As Tedjn mentioned you need to restrict cosine to a small enough interval due to the behavior near pi/2 (and kpi+pi/2 for all integers k). In fact it's a well-known trigonometric identity that $\sin(h)/h \to 1$ as $h\to 0$ so this gives us:
$$\left|\frac{\cos(\pi/2-h) -\cos(\pi/2)}{\pi/2-h-\pi/2}\right| = \frac{\cos(\pi/2-h)}{h} = \frac{\sin(h)}{h} \to 1$$
for $h \to 0$. This shows in particular:
$$d(\cos(\pi/2),\cos(x)) \to d(\pi/2,x) \qquad \mbox{for }x \to \pi/2$$
so if you choose a contraction factor k < 1 it would result in a contradiction for x close enough to $\pi/2$.

However it's possible to show that cos is a contraction mapping defined on any set of the form $[-\pi/2+\epsilon,\pi/2-\epsilon]$ where $0 < \epsilon < \pi/2$. In fact we know $|sin h| < |h|$ for all h in $[-\pi/2,\pi/2]$. Let $k=\sin(\pi/2-\epsilon) < 1$. Using the identity:
$$\cos y - \cos x = 2\sin\left(\frac{x+y}{2}\right)\sin\left(\frac{x-y}{2}\right)$$
we have:
$$\begin{align*} f(x,y) = \left|\frac{\cos y - \cos x}{y - x}\right| &= \left|2\sin\left(\frac{x+y}{2}\right)\frac{\sin\left(\frac{x-y}{2}\right)}{x-y}\right| \\ &= \left|\sin\left(\frac{x+y}{2}\right)\frac{\sin\left(\frac{x-y}{2}\right)}{\frac{x-y}{2}}\right| \end{align*}$$
Clearly a least upper bound for f(x,y) is equivalent to a contraction factor.

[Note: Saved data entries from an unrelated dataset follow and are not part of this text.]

impl Budget {
    /// Creates a budget with no estimate yet.
    #[must_use]
    pub fn new(max_input_tokens: usize, max_output_tokens: usize, soft_char_limit: usize) -> Self {
        Self {
            max_input_tokens,
            max_output_tokens,
            soft_char_limit,
            estimated_input_tokens: 0,
        }
    }

    /// Returns true when the estimate is within the token ceiling.
    #[must_use]
    pub fn is_within(&self) -> bool {
        self.estimated_input_tokens <= self.max_input_tokens
    }
}

/// Per-request limits: the budget and how many facts to select.
#[derive(Debug, Clone, Copy, PartialEq, Eq)]
pub struct BudgetLimits {
    /// Budget ceilings.
    pub budget: Budget,
    /// Facts to keep after scoring.
    pub max_facts: usize,
    /// Length target of the generated section in words.
    pub target_words: (usize, usize),
}

/// The collaborators' data a request is built from.
#[derive(Debug, Clone, Copy)]
pub struct BudgetInputs<'a> {
    /// All facts of the document.
    pub facts: &'a FactSet,
    /// The document outline.
    pub outline: &'a Outline,
    /// Summaries of earlier sections, in document order.
    pub summaries: &'a [SectionSummary],
    /// Document-wide context text.
    pub global_context: &'a str,
}

/// A fully assembled, budget-trimmed request.
#[derive(Debug, Clone, PartialEq, Serialize, Deserialize)]
pub struct ContextPack {
    /// Section the pack is for.
    pub section_key: String,
    /// System prompt.
    pub system: String,
    /// User prompt.
    pub user: String,
    /// Layers after trimming.
    pub layers: ContextLayers,
    /// Budget with the final estimate filled in.
    pub budget: Budget,
    /// Facts used, best first.
    pub selected_facts: Vec<FactRef>,
    /// Trims applied, in order.
    pub trims_applied: Vec<TrimStep>,
    /// Prompt template version.
    pub prompt_version: String,
    /// Hash of version, section, fact ids, rendered text and budget.
    pub prompt_fingerprint: String,
}

impl ContextPack {
    /// Ids of the selected facts.
    #[must_use]
    pub fn fact_ids(&self) -> Vec<&str> {
        self.selected_facts.iter().map(|r| r.fact_id.as_str()).collect()
    }

    /// Total rendered characters.
    #[must_use]
    pub fn rendered_chars(&self) -> usize {
        char_len(&self.system) + char_len(&self.user)
    }
}

/// Builds budgeted generation requests.
#[derive(Debug, Clone, Default)]
pub struct ContextBudgeter {
    config: BudgetConfig,
    estimator: TokenEstimator,
}
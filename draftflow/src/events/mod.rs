//! Run lifecycle events.
//!
//! The orchestrator reports what it does through an [`EventSink`] passed in
//! at construction. Events are fire-and-forget: a sink never fails a run.

mod sink;

pub use sink::{CollectingEventSink, EventSink, LoggingEventSink, NoOpEventSink};

use serde_json::{json, Value};
use uuid::Uuid;

/// A lifecycle event of a document run.
#[derive(Debug, Clone, PartialEq)]
pub enum PipelineEvent {
    /// A run began.
    RunStarted {
        /// Document id.
        document_id: Uuid,
        /// Run mode (`full`, `section`, `resume`).
        mode: String,
        /// Profile name.
        profile: String,
    },
    /// A step is about to be ensured.
    StepStarted {
        /// Document id.
        document_id: Uuid,
        /// Step key.
        step: String,
    },
    /// A step produced or reused its artifact.
    StepCompleted {
        /// Document id.
        document_id: Uuid,
        /// Step key.
        step: String,
        /// Artifact id.
        artifact_id: Uuid,
        /// True when served from cache.
        cached: bool,
        /// Wall time of the step.
        duration_ms: u64,
    },
    /// A step failed; the run stops.
    StepFailed {
        /// Document id.
        document_id: Uuid,
        /// Step key.
        step: String,
        /// Error message.
        error: String,
    },
    /// Assembly artifacts were invalidated after new content.
    ArtifactsInvalidated {
        /// Document id.
        document_id: Uuid,
        /// Number of rows flagged.
        count: usize,
    },
    /// A run finished successfully.
    RunCompleted {
        /// Document id.
        document_id: Uuid,
        /// Artifacts built.
        created: usize,
        /// Artifacts reused.
        cached: usize,
        /// Wall time of the run.
        duration_ms: u64,
    },
    /// A run stopped at a failing step.
    RunFailed {
        /// Document id.
        document_id: Uuid,
        /// Failing step.
        step: String,
        /// Error message.
        error: String,
    },
}

impl PipelineEvent {
    /// Dotted event type, e.g. `step.completed`.
    #[must_use]
    pub fn event_type(&self) -> &'static str {
        match self {
            Self::RunStarted { .. } => "run.started",
            Self::StepStarted { .. } => "step.started",
            Self::StepCompleted { .. } => "step.completed",
            Self::StepFailed { .. } => "step.failed",
            Self::ArtifactsInvalidated { .. } => "artifacts.invalidated",
            Self::RunCompleted { .. } => "run.completed",
            Self::RunFailed { .. } => "run.failed",
        }
    }

    /// Event payload.
    #[must_use]
    pub fn data(&self) -> Value {
        match self {
            Self::RunStarted {
                document_id,
                mode,
                profile,
            } => json!({"document_id": document_id, "mode": mode, "profile": profile}),
            Self::StepStarted { document_id, step } => {
                json!({"document_id": document_id, "step": step})
            }
            Self::StepCompleted {
                document_id,
                step,
                artifact_id,
                cached,
                duration_ms,
            } => json!({
                "document_id": document_id,
                "step": step,
                "artifact_id": artifact_id,
                "cached": cached,
                "duration_ms": duration_ms,
            }),
            Self::StepFailed {
                document_id,
                step,
                error,
            }
            | Self::RunFailed {
                document_id,
                step,
                error,
            } => json!({"document_id": document_id, "step": step, "error": error}),
            Self::ArtifactsInvalidated { document_id, count } => {
                json!({"document_id": document_id, "count": count})
            }
            Self::RunCompleted {
                document_id,
                created,
                cached,
                duration_ms,
            } => json!({
                "document_id": document_id,
                "created": created,
                "cached": cached,
                "duration_ms": duration_ms,
            }),
        }
    }

    /// Sends the event to `sink` without waiting.
    pub fn send(self, sink: &dyn EventSink) {
        sink.try_emit(self.event_type(), Some(self.data()));
    }
}

#[cfg(test)]
mod tests {
    use super::*;

    #[test]
    fn test_event_types_and_payloads() {
        let document_id = Uuid::new_v4();
        let event = PipelineEvent::StepFailed {
            document_id,
            step: "section:intro".to_string(),
            error: "boom".to_string(),
        };
        assert_eq!(event.event_type(), "step.failed");
        assert_eq!(event.data()["step"], "section:intro");

        let sink = CollectingEventSink::new();
        PipelineEvent::ArtifactsInvalidated { document_id, count: 2 }.send(&sink);
        let events = sink.events();
        assert_eq!(events[0].0, "artifacts.invalidated");
        assert_eq!(events[0].1.as_ref().unwrap()["count"], 2);
    }
}
//! Query parameter matching.
//!
//! # Responsibilities
//! - Parse the raw query string into an ordered multimap
//! - Decide whether a variant's query condition holds for a request
//!
//! # Design Decisions
//! - Only the first occurrence of a parameter is compared
//! - Values compare exactly (case-sensitive, after percent-decoding)
//! - Empty condition semantics are an explicit policy, not an accident

use std::str::FromStr;

use crate::config::QueryMatch;

/// Query parameters of one request, in arrival order.
#[derive(Debug, Clone, Default, PartialEq, Eq)]
pub struct QueryParams {
    pairs: Vec<(String, String)>,
}

impl QueryParams {
    /// Parse a raw (still percent-encoded) query string.
    pub fn parse(query: Option<&str>) -> Self {
        let pairs = query
            .map(|q| {
                url::form_urlencoded::parse(q.as_bytes())
                    .into_owned()
                    .collect()
            })
            .unwrap_or_default();
        Self { pairs }
    }

    /// First value supplied for `name`, if any.
    pub fn first(&self, name: &str) -> Option<&str> {
        self.pairs
            .iter()
            .find(|(k, _)| k == name)
            .map(|(_, v)| v.as_str())
    }

    pub fn is_empty(&self) -> bool {
        self.pairs.is_empty()
    }

    pub fn len(&self) -> usize {
        self.pairs.len()
    }
}

impl<K, V> FromIterator<(K, V)> for QueryParams
where
    K: Into<String>,
    V: Into<String>,
{
    fn from_iter<I: IntoIterator<Item = (K, V)>>(iter: I) -> Self {
        Self {
            pairs: iter.into_iter().map(|(k, v)| (k.into(), v.into())).collect(),
        }
    }
}

/// How a variant with an empty `query` mapping is treated.
#[derive(Debug, Clone, Copy, Default, PartialEq, Eq)]
pub enum EmptyQueryPolicy {
    /// Matches only requests that carry no query parameters at all.
    #[default]
    RequireNone,
    /// Matches every request.
    MatchAny,
}

impl EmptyQueryPolicy {
    pub fn as_str(&self) -> &'static str {
        match self {
            EmptyQueryPolicy::RequireNone => "require-none",
            EmptyQueryPolicy::MatchAny => "match-any",
        }
    }
}

impl FromStr for EmptyQueryPolicy {
    type Err = String;

    fn from_str(s: &str) -> Result<Self, Self::Err> {
        match s {
            "require-none" => Ok(EmptyQueryPolicy::RequireNone),
            "match-any" => Ok(EmptyQueryPolicy::MatchAny),
            other => Err(format!(
                "unknown empty-query policy '{other}' (expected require-none or match-any)"
            )),
        }
    }
}

/// Returns true if `params` satisfies `expected` under `policy`.
pub fn query_matches(expected: &QueryMatch, params: &QueryParams, policy: EmptyQueryPolicy) -> bool {
    if expected.is_empty() {
        return match policy {
            EmptyQueryPolicy::RequireNone => params.is_empty(),
            EmptyQueryPolicy::MatchAny => true,
        };
    }

    expected.iter().all(|(name, value)| match params.first(name) {
        Some(actual) if actual == value => true,
        _ => {
            tracing::trace!(key = %name, expected = %value, "Query parameter did not match");
            false
        }
    })
}

#[cfg(test)]
mod tests {
    use super::*;

    fn expect(pairs: &[(&str, &str)]) -> QueryMatch {
        pairs
            .iter()
            .map(|(k, v)| (k.to_string(), v.to_string()))
            .collect()
    }

    #[test]
    fn test_parse_query_string() {
        let params = QueryParams::parse(Some("type=active&name=a%20b&flag"));
        assert_eq!(params.len(), 3);
        assert_eq!(params.first("type"), Some("active"));
        assert_eq!(params.first("name"), Some("a b"));
        assert_eq!(params.first("flag"), Some(""));
        assert_eq!(params.first("missing"), None);

        assert!(QueryParams::parse(None).is_empty());
        assert!(QueryParams::parse(Some("")).is_empty());
    }

    #[test]
    fn test_first_occurrence_wins() {
        let params = QueryParams::parse(Some("type=inactive&type=active"));
        let cond = expect(&[("type", "active")]);
        assert!(!query_matches(&cond, &params, EmptyQueryPolicy::RequireNone));

        let cond = expect(&[("type", "inactive")]);
        assert!(query_matches(&cond, &params, EmptyQueryPolicy::RequireNone));
    }

    #[test]
    fn test_all_keys_required() {
        let cond = expect(&[("a", "1"), ("b", "2")]);
        let partial: QueryParams = [("a", "1")].into_iter().collect();
        let full: QueryParams = [("b", "2"), ("a", "1"), ("c", "3")].into_iter().collect();

        assert!(!query_matches(&cond, &partial, EmptyQueryPolicy::RequireNone));
        assert!(query_matches(&cond, &full, EmptyQueryPolicy::RequireNone));
    }

    #[test]
    fn test_values_are_case_sensitive() {
        let cond = expect(&[("type", "active")]);
        let params: QueryParams = [("type", "Active")].into_iter().collect();
        assert!(!query_matches(&cond, &params, EmptyQueryPolicy::RequireNone));
    }

    #[test]
    fn test_empty_condition_policies() {
        let cond = QueryMatch::new();
        let none = QueryParams::default();
        let some: QueryParams = [("x", "1")].into_iter().collect();

        assert!(query_matches(&cond, &none, EmptyQueryPolicy::RequireNone));
        assert!(!query_matches(&cond, &some, EmptyQueryPolicy::RequireNone));

        assert!(query_matches(&cond, &none, EmptyQueryPolicy::MatchAny));
        assert!(query_matches(&cond, &some, EmptyQueryPolicy::MatchAny));
    }

    #[test]
    fn test_policy_from_str() {
        assert_eq!("match-any".parse::<EmptyQueryPolicy>(), Ok(EmptyQueryPolicy::MatchAny));
        assert_eq!("require-none".parse::<EmptyQueryPolicy>(), Ok(EmptyQueryPolicy::RequireNone));
        assert!("sometimes".parse::<EmptyQueryPolicy>().is_err());
    }
}
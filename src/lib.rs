//! Configuration-driven HTTP stub server library.
//!
//! Serves canned responses for routes declared in a TOML file, picks among
//! per-route variants by query parameters, injects artificial latency, and
//! hot-reloads the routing table when the file changes without dropping
//! in-flight requests.

pub mod admin;
pub mod config;
pub mod http;
pub mod lifecycle;
pub mod observability;
pub mod reload;
pub mod routing;

pub use config::{ConfigurationSnapshot, RouteDeclaration, ResponseVariant};
pub use http::HttpServer;
pub use lifecycle::Shutdown;
pub use reload::ReloadCoordinator;
pub use routing::{DispatchTable, Dispatcher};
//! Reload coordination.
//!
//! ```text
//!            trigger                 load ok + compile        publish
//!   Idle ───────────────▶ Reloading ──────────────────▶ Published ──────▶ Idle
//!                             │
//!                             └── load failed: log, keep table ──────────▶ Idle
//! ```
//!
//! The initial load happens in [`ReloadCoordinator::bootstrap`]; its failure
//! is fatal because no table exists yet. Every later failure leaves the
//! published table untouched.

use std::path::{Path, PathBuf};
use std::sync::{Arc, Mutex};
use std::time::{Duration, SystemTime, UNIX_EPOCH};

use serde::Serialize;
use tokio::sync::{broadcast, mpsc};

use crate::config::{load_config, ConfigError, ConfigWatcher, WatchEvent, WatchState};
use crate::observability::metrics;
use crate::routing::{compile, CompileOptions, Dispatcher};

/// How often a watch lost to a vanished file is re-attempted.
const RESUBSCRIBE_RETRY_INTERVAL: Duration = Duration::from_millis(500);

/// Upper bound on settle rounds while events keep arriving.
const MAX_SETTLE_ROUNDS: u32 = 20;

/// Where the coordinator is in a reload cycle.
#[derive(Debug, Clone, Copy, PartialEq, Eq, Serialize)]
#[serde(rename_all = "snake_case")]
pub enum ReloadState {
    Idle,
    Reloading,
    Published,
}

/// What asked for a reload.
#[derive(Debug, Clone, Copy, PartialEq, Eq)]
pub enum ReloadTrigger {
    FileChanged,
    Signal,
    Admin,
}

impl ReloadTrigger {
    pub fn as_str(&self) -> &'static str {
        match self {
            ReloadTrigger::FileChanged => "file_changed",
            ReloadTrigger::Signal => "signal",
            ReloadTrigger::Admin => "admin",
        }
    }
}

/// Result of a successful reload.
#[derive(Debug, Clone, Copy, PartialEq, Eq, Serialize)]
pub struct ReloadOutcome {
    pub generation: u64,
    pub paths: usize,
    pub routes: usize,
}

/// Point-in-time view of the coordinator, for diagnostics.
#[derive(Debug, Clone, Serialize)]
pub struct ReloadStatus {
    pub state: ReloadState,
    pub config_path: String,
    pub generation: u64,
    pub paths: usize,
    pub routes: usize,
    pub reloads_succeeded: u64,
    pub reloads_failed: u64,
    pub last_reload_unix_secs: Option<u64>,
    pub last_error: Option<String>,
}

#[derive(Debug)]
struct Record {
    state: ReloadState,
    succeeded: u64,
    failed: u64,
    last_reload: Option<SystemTime>,
    last_error: Option<String>,
}

/// Rebuilds and publishes the dispatch table when the config changes.
pub struct ReloadCoordinator {
    path: PathBuf,
    options: CompileOptions,
    dispatcher: Arc<Dispatcher>,
    /// Serializes reloads so publications never land out of order.
    serial: tokio::sync::Mutex<()>,
    record: Mutex<Record>,
}

impl ReloadCoordinator {
    /// Perform the initial load and build the first table.
    pub async fn bootstrap(path: impl Into<PathBuf>, options: CompileOptions) -> Result<Self, ConfigError> {
        let path = path.into();
        let snapshot = load_config(&path).await?;
        let table = compile(&snapshot, options);

        tracing::info!(
            path = %path.display(),
            paths = table.len(),
            routes = table.route_count(),
            "Configuration loaded"
        );
        metrics::set_route_count(table.route_count());

        Ok(Self {
            path,
            options,
            dispatcher: Arc::new(Dispatcher::new(table)),
            serial: tokio::sync::Mutex::new(()),
            record: Mutex::new(Record {
                state: ReloadState::Idle,
                succeeded: 0,
                failed: 0,
                last_reload: Some(SystemTime::now()),
                last_error: None,
            }),
        })
    }

    pub fn dispatcher(&self) -> Arc<Dispatcher> {
        self.dispatcher.clone()
    }

    pub fn path(&self) -> &Path {
        &self.path
    }

    pub fn state(&self) -> ReloadState {
        self.record().state
    }

    /// Reload the file and publish a new table, or keep the current one.
    pub async fn reload(&self, trigger: ReloadTrigger) -> Result<ReloadOutcome, ConfigError> {
        let _serial = self.serial.lock().await;
        self.set_state(ReloadState::Reloading);
        tracing::debug!(trigger = trigger.as_str(), path = %self.path.display(), "Reloading config");

        let snapshot = match load_config(&self.path).await {
            Ok(snapshot) => snapshot,
            Err(e) => {
                tracing::error!(
                    trigger = trigger.as_str(),
                    error = %e,
                    generation = self.dispatcher.generation(),
                    "Failed to reload config. Keeping current configuration."
                );
                metrics::record_reload(trigger.as_str(), e.kind());
                let mut record = self.record();
                record.failed += 1;
                record.last_error = Some(e.to_string());
                record.state = ReloadState::Idle;
                return Err(e);
            }
        };

        let table = compile(&snapshot, self.options);
        let (paths, routes) = (table.len(), table.route_count());

        self.set_state(ReloadState::Published);
        self.dispatcher.publish(table);
        let outcome = ReloadOutcome {
            generation: self.dispatcher.generation(),
            paths,
            routes,
        };

        metrics::record_reload(trigger.as_str(), "ok");
        metrics::set_route_count(outcome.routes);
        tracing::info!(
            trigger = trigger.as_str(),
            generation = outcome.generation,
            paths = outcome.paths,
            routes = outcome.routes,
            "Config reloaded"
        );

        let mut record = self.record();
        record.succeeded += 1;
        record.last_reload = Some(SystemTime::now());
        record.last_error = None;
        record.state = ReloadState::Idle;
        Ok(outcome)
    }

    pub fn status(&self) -> ReloadStatus {
        let table = self.dispatcher.snapshot();
        let record = self.record();
        ReloadStatus {
            state: record.state,
            config_path: self.path.display().to_string(),
            generation: table.generation(),
            paths: table.len(),
            routes: table.route_count(),
            reloads_succeeded: record.succeeded,
            reloads_failed: record.failed,
            last_reload_unix_secs: record
                .last_reload
                .and_then(|t| t.duration_since(UNIX_EPOCH).ok())
                .map(|d| d.as_secs()),
            last_error: record.last_error.clone(),
        }
    }

    /// Drive reloads from file-watch events until shutdown.
    ///
    /// After an event the loop waits for the file to go quiet for one
    /// settle delay, folding everything that arrived into a single reload.
    /// A watch lost because the file disappeared is re-attempted
    /// periodically until the file is back. Watch errors are logged and the
    /// loop keeps going.
    pub async fn watch(
        self: Arc<Self>,
        mut watcher: ConfigWatcher,
        mut events: mpsc::UnboundedReceiver<WatchEvent>,
        mut shutdown: broadcast::Receiver<()>,
    ) {
        tracing::info!(path = %watcher.path().display(), "Config watcher started");

        loop {
            let resubscribing = watcher.state() == WatchState::Resubscribing;
            let first = tokio::select! {
                _ = shutdown.recv() => break,
                event = events.recv() => match event {
                    Some(event) => event,
                    None => break,
                },
                _ = tokio::time::sleep(RESUBSCRIBE_RETRY_INTERVAL), if resubscribing => {
                    match watcher.try_resubscribe() {
                        Ok(true) => self.reload_on_change().await,
                        Ok(false) => {}
                        Err(e) => tracing::error!(error = %e, "Watch error"),
                    }
                    continue;
                }
            };

            let mut batch = Batch::default();
            batch.add(first);
            settle(watcher.settle_delay(), &mut events, &mut batch).await;

            if batch.resubscribe {
                tracing::debug!(path = %watcher.path().display(), "Config file replaced");
                if let Err(e) = watcher.resubscribe().await {
                    tracing::warn!(error = %e, "Config file is gone; will keep trying to watch it");
                }
                // Events from the replacement itself are covered by this reload.
                while let Ok(event) = events.try_recv() {
                    batch.add(event);
                }
            }

            if batch.reload {
                self.reload_on_change().await;
            }
        }

        tracing::info!("Config watcher stopped");
    }

    /// Reload after a file event, unless the file is empty.
    ///
    /// Writers that truncate before writing leave a zero-length file for a
    /// moment; its own follow-up event reloads the real contents. Explicit
    /// reloads still publish an empty file.
    async fn reload_on_change(&self) {
        if let Ok(meta) = tokio::fs::metadata(&self.path).await {
            if meta.len() == 0 {
                tracing::debug!(path = %self.path.display(), "Config file is empty; waiting for contents");
                return;
            }
        }
        let _ = self.reload(ReloadTrigger::FileChanged).await;
    }

    fn set_state(&self, state: ReloadState) {
        self.record().state = state;
    }

    fn record(&self) -> std::sync::MutexGuard<'_, Record> {
        self.record.lock().unwrap_or_else(|poisoned| poisoned.into_inner())
    }
}

/// Wait until no event arrives for one `delay`, folding arrivals into `batch`.
async fn settle(delay: Duration, events: &mut mpsc::UnboundedReceiver<WatchEvent>, batch: &mut Batch) {
    for _ in 0..MAX_SETTLE_ROUNDS {
        tokio::time::sleep(delay).await;
        let mut quiet = true;
        while let Ok(event) = events.try_recv() {
            batch.add(event);
            quiet = false;
        }
        if quiet {
            return;
        }
    }
}

#[derive(Debug, Default)]
struct Batch {
    reload: bool,
    resubscribe: bool,
}

impl Batch {
    fn add(&mut self, event: WatchEvent) {
        match event {
            WatchEvent::Error(e) => tracing::error!(error = %e, "Watch error"),
            event => {
                self.resubscribe |= event.needs_resubscribe();
                self.reload = true;
            }
        }
    }
}
//! Structured logging.
//!
//! `RUST_LOG` wins when set. Otherwise the verbose switch decides whether
//! structural diagnostics (route registration, reload steps, watch
//! re-registration) are shown; they are all emitted at `debug`.

use tracing_subscriber::{layer::SubscriberExt, util::SubscriberInitExt, EnvFilter};

/// Default filter directives for the given verbosity.
pub fn default_directives(verbose: bool) -> &'static str {
    if verbose {
        "stub_server=debug,tower_http=debug"
    } else {
        "stub_server=info,tower_http=warn"
    }
}

/// Install the global tracing subscriber.
pub fn init(verbose: bool) {
    tracing_subscriber::registry()
        .with(
            EnvFilter::try_from_default_env()
                .unwrap_or_else(|_| default_directives(verbose).into()),
        )
        .with(tracing_subscriber::fmt::layer())
        .init();
}

#[cfg(test)]
mod tests {
    use super::*;

    #[test]
    fn test_directives_parse() {
        for verbose in [true, false] {
            assert!(EnvFilter::try_new(default_directives(verbose)).is_ok());
        }
    }
}
//! HTTP server setup and configuration.
//!
//! # Responsibilities
//! - Create the Axum Router: one fallback handler for every method and path
//! - Wire up middleware (request ID, tracing)
//! - Dispatch requests against the current table
//! - Serve until the shutdown signal

use std::sync::Arc;
use std::time::Instant;

use axum::{
    extract::State,
    http::{Method, Uri},
    response::Response,
    Router,
};
use tokio::net::TcpListener;
use tokio::sync::broadcast;
use tower_http::trace::TraceLayer;

use crate::http::request::{propagate_request_id_layer, request_span, set_request_id_layer};
use crate::http::response::stub_response;
use crate::observability::metrics;
use crate::routing::{Dispatcher, QueryParams};

/// Application state injected into handlers.
#[derive(Clone)]
pub struct AppState {
    pub dispatcher: Arc<Dispatcher>,
}

/// HTTP server answering requests from the stub table.
pub struct HttpServer {
    router: Router,
}

impl HttpServer {
    /// Create a new HTTP server serving whatever `dispatcher` currently holds.
    pub fn new(dispatcher: Arc<Dispatcher>) -> Self {
        let router = Self::build_router(AppState { dispatcher });
        Self { router }
    }

    /// Build the Axum router with all middleware layers.
    pub fn build_router(state: AppState) -> Router {
        Router::new()
            .fallback(stub_handler)
            .with_state(state)
            .layer(propagate_request_id_layer())
            .layer(TraceLayer::new_for_http().make_span_with(request_span))
            .layer(set_request_id_layer())
    }

    /// The router, for serving on a custom transport or in tests.
    pub fn router(&self) -> Router {
        self.router.clone()
    }

    /// Run the server, accepting connections on the given listener.
    pub async fn run(
        self,
        listener: TcpListener,
        mut shutdown: broadcast::Receiver<()>,
    ) -> Result<(), std::io::Error> {
        let addr = listener.local_addr()?;
        tracing::info!(address = %addr, "HTTP server starting");

        axum::serve(listener, self.router)
            .with_graceful_shutdown(async move {
                let _ = shutdown.recv().await;
            })
            .await?;

        tracing::info!("HTTP server stopped");
        Ok(())
    }
}

/// Answer any request from the current dispatch table.
async fn stub_handler(State(state): State<AppState>, method: Method, uri: Uri) -> Response {
    let start = Instant::now();
    let params = QueryParams::parse(uri.query());

    let outcome = state.dispatcher.serve(uri.path(), method.as_str(), &params).await;
    if let Err(not_found) = &outcome {
        tracing::debug!(path = %uri.path(), reason = not_found.reason(), "No stub for request");
    }

    let response = stub_response(outcome);
    metrics::record_request(method.as_str(), response.status().as_u16(), start);
    response
}

#[cfg(test)]
mod tests {
    use super::*;
    use crate::config::{ConfigurationSnapshot, ResponseVariant, RouteDeclaration};
    use crate::routing::{compile, CompileOptions};
    use axum::body::Body;
    use axum::http::{header, Request, StatusCode};
    use tower::ServiceExt;

    fn router() -> (Router, Arc<Dispatcher>) {
        let snapshot = ConfigurationSnapshot::new(vec![
            RouteDeclaration::new("/health", "GET")
                .with_content_type("application/json")
                .with_body(r#"{"status":"healthy"}"#),
            RouteDeclaration::new("/resource", "GET").with_body("got"),
            RouteDeclaration::new("/resource", "POST").with_status(201).with_body("created"),
            RouteDeclaration::new("/users", "GET")
                .with_status(404)
                .with_body("none")
                .with_variant(ResponseVariant::matching([("type", "active")]).with_status(200).with_body("A")),
        ]);
        let dispatcher = Arc::new(Dispatcher::new(compile(&snapshot, CompileOptions::default())));
        let router = HttpServer::new(dispatcher.clone()).router();
        (router, dispatcher)
    }

    async fn send(router: Router, method: &str, uri: &str) -> (StatusCode, Option<String>, String) {
        let response = router
            .oneshot(Request::builder().method(method).uri(uri).body(Body::empty()).unwrap())
            .await
            .unwrap();
        let status = response.status();
        let content_type = response
            .headers()
            .get(header::CONTENT_TYPE)
            .map(|v| v.to_str().unwrap().to_string());
        let bytes = axum::body::to_bytes(response.into_body(), usize::MAX).await.unwrap();
        (status, content_type, String::from_utf8(bytes.to_vec()).unwrap())
    }

    #[tokio::test]
    async fn test_health_endpoint() {
        let (router, _) = router();
        let (status, content_type, body) = send(router, "GET", "/health").await;
        assert_eq!(status, StatusCode::OK);
        assert_eq!(content_type.as_deref(), Some("application/json"));
        assert_eq!(body, r#"{"status":"healthy"}"#);
    }

    #[tokio::test]
    async fn test_method_routing() {
        let (router, _) = router();
        assert_eq!(send(router.clone(), "GET", "/resource").await.2, "got");

        let (status, _, body) = send(router.clone(), "POST", "/resource").await;
        assert_eq!((status, body.as_str()), (StatusCode::CREATED, "created"));

        let (status, _, _) = send(router, "PUT", "/resource").await;
        assert_eq!(status, StatusCode::METHOD_NOT_ALLOWED);
    }

    #[tokio::test]
    async fn test_query_variants() {
        let (router, _) = router();
        let (status, _, body) = send(router.clone(), "GET", "/users?type=active").await;
        assert_eq!((status, body.as_str()), (StatusCode::OK, "A"));

        let (status, _, body) = send(router, "GET", "/users?type=missing").await;
        assert_eq!(status, StatusCode::NOT_FOUND);
        assert_eq!(body, "No matching response found\n");
    }

    #[tokio::test]
    async fn test_unknown_path() {
        let (router, _) = router();
        let (status, _, body) = send(router, "GET", "/nope").await;
        assert_eq!(status, StatusCode::NOT_FOUND);
        assert_eq!(body, "No matching route found\n");
    }

    #[tokio::test]
    async fn test_request_id_is_returned() {
        let (router, _) = router();
        let response = router
            .oneshot(Request::builder().uri("/health").body(Body::empty()).unwrap())
            .await
            .unwrap();
        assert!(response.headers().contains_key("x-request-id"));
    }

    #[tokio::test]
    async fn test_router_follows_publish() {
        let (router, dispatcher) = router();
        dispatcher.publish(compile(
            &ConfigurationSnapshot::new(vec![RouteDeclaration::new("/health", "GET").with_body("v2")]),
            CompileOptions::default(),
        ));

        let (_, content_type, body) = send(router.clone(), "GET", "/health").await;
        assert_eq!(body, "v2");
        assert_eq!(content_type.as_deref(), Some("text/plain"));
        assert_eq!(send(router, "GET", "/resource").await.0, StatusCode::NOT_FOUND);
    }
}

We can fix $x=pi/2-\epsilon$ and let y approach x from below. Then the first term of f(x,y) approaches $\sin(\pi/2-\epsilon)$ and the second approaches 1, so f(x,y) will approach $$k=sin(\pi/2-\epsilon)$$. This shows that the contraction factor must at least be k. On the other hand we have:
$$\left|\frac{\sin\left(\frac{x-y}{2}\right)}{\frac{x-y}{2}}\right| \leq 1$$
so
$$|f(x,y)| \leq \left|sin\left(\frac{x+y}{2}\right)\right| \leq \sin(\pi/2-\epsilon) = k$$
which shows that k is actually the contraction factor for cos defined on $[-\pi/2+\epsilon,\pi/2-\epsilon]$.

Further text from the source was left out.